▸ **Problem statement**
Give again the entries below exactly, beginning at the first line and ending at the line with "use zeroize::Zeroizing;".

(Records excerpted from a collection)
········
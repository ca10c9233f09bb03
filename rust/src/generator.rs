//! The derivation pipeline: salt, mixing schedule, aggregation, character
//! mapping, position rules, and the single validator check.

use thiserror::Error;
use zeroize::Zeroizing;

use crate::aggregate::aggregate;
use crate::compose::{extra_transform, map_glyphs, needs_extra_transform, post_process};
use crate::crypto::digest::DigestError;
use crate::input::InputSet;
use crate::mixing::{run_schedule, MixResults};
use crate::salt::derive_salt;

/// Password length used when the caller does not pick one.
pub const DEFAULT_LENGTH: usize = 48;

/// Longest password `derive` will produce. The glyph buffer is allocated up
/// front, so anything past this is rejected before any hashing.
pub const MAX_LENGTH: usize = 4096;

#[derive(Debug, Error)]
pub enum DeriveError {
    #[error("invalid password length {0}; expected 1 to 4096")]
    InvalidLength(usize),
    #[error("hashing failed: {0}")]
    Hashing(#[from] DigestError),
}

/// Output knobs for a derivation.
#[derive(Debug, Clone, Copy, PartialEq, Eq)]
pub struct Options {
    pub allow_special_chars: bool,
    pub length: usize,
}

impl Options {
    pub fn new(allow_special_chars: bool, length: usize) -> Self {
        Self {
            allow_special_chars,
            length,
        }
    }
}

impl Default for Options {
    fn default() -> Self {
        Self::new(true, DEFAULT_LENGTH)
    }
}

/// A finished derivation together with its intermediate artifacts.
pub struct Derivation {
    pub salt: String,
    pub mix_results: MixResults,
    pub master_hash: String,
    pub extra_transform: bool,
    pub password: Zeroizing<String>,
}

/// Derives the password for `input` and `options`.
pub fn derive(input: &InputSet, options: &Options) -> Result<Zeroizing<String>, DeriveError> {
    Ok(derive_with_trace(input, options)?.password)
}

/// Same as [`derive`] but keeps every intermediate artifact.
pub fn derive_with_trace(input: &InputSet, options: &Options) -> Result<Derivation, DeriveError> {
    if options.length == 0 || options.length > MAX_LENGTH {
        return Err(DeriveError::InvalidLength(options.length));
    }
    let allow_special = options.allow_special_chars;

    let salt = derive_salt(input);
    let mix_results = run_schedule(input)?;
    tracing::debug!(slots = mix_results.len(), "mix results collected");

    let master = aggregate(input, &mix_results);
    let codes = master.byte_codes();

    let mut glyphs = map_glyphs(codes, allow_special, options.length);
    post_process(&mut glyphs, codes, allow_special);

    let transformed = needs_extra_transform(input, &glyphs, allow_special);
    if transformed {
        tracing::debug!("validator requested extra transform");
        extra_transform(&mut glyphs, codes);
    }

    let password: String = glyphs.iter().map(|&b| char::from(b)).collect();
    tracing::debug!(
        length = options.length,
        allow_special,
        extra_transform = transformed,
        "password derived"
    );

    Ok(Derivation {
        salt,
        mix_results,
        master_hash: master.as_hex().to_string(),
        extra_transform: transformed,
        password: Zeroizing::new(password),
    })
}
········
▸ **Task output**
repository ca10c9233f09bb03
filename rust/src/generator.rs
//! The derivation pipeline: salt, mixing schedule, aggregation, character
//! mapping, position rules, and the single validator check.

use thiserror::Error;
use zeroize::Zeroizing;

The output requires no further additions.